Write out, word for word, every line in the data below from the one containing "#[derive(Debug, Clone)]" to the one containing "(safer but slower).", both of them included.

⁂

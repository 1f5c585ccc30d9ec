//! Store configuration.

/// Configuration for opening a store.
#[derive(Debug, Clone)]
pub struct Config {
    /// Whether to create the store directory if it doesn't exist.
    pub create_if_missing: bool,

    /// Whether to sync the backend after every durable write (safer but slower).
    pub sync_on_write: bool,

    /// Whether a corrupt stored value may be overwritten with seed data during
    /// hydration.
    ///
    /// When false (the default), a value that exists but fails to parse is left
    /// untouched on disk and the collection falls back to its seed in memory,
    /// so a transient read failure can never clobber recoverable data. Only a
    /// confirmed-absent key is ever seeded.
    pub reseed_on_corrupt: bool,
}

impl Default for Config {
    fn default() -> Self {
        Self {
            create_if_missing: true,
            sync_on_write: true,
            reseed_on_corrupt: false,
        }
    }
}

impl Config {
    /// Creates a new configuration with default values.
    #[must_use]
    pub fn new() -> Self {
        Self::default()
    }

    /// Sets whether to create the store directory if missing.
    #[must_use]
    pub const fn create_if_missing(mut self, value: bool) -> Self {
        self.create_if_missing = value;
        self
    }

    /// Sets whether to sync after every durable write.
    #[must_use]
    pub const fn sync_on_write(mut self, value: bool) -> Self {
        self.sync_on_write = value;
        self
    }

    /// Sets whether corrupt values may be overwritten with seed data.
    #[must_use]
    pub const fn reseed_on_corrupt(mut self, value: bool) -> Self {
        self.reseed_on_corrupt = value;
        self
    }
}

⁂

• **Exercise output**
#[derive(Debug, Clone)]
pub struct Config {
    /// Whether to create the store directory if it doesn't exist.
    pub create_if_missing: bool,

    /// Whether to sync the backend after every durable write (safer but slower).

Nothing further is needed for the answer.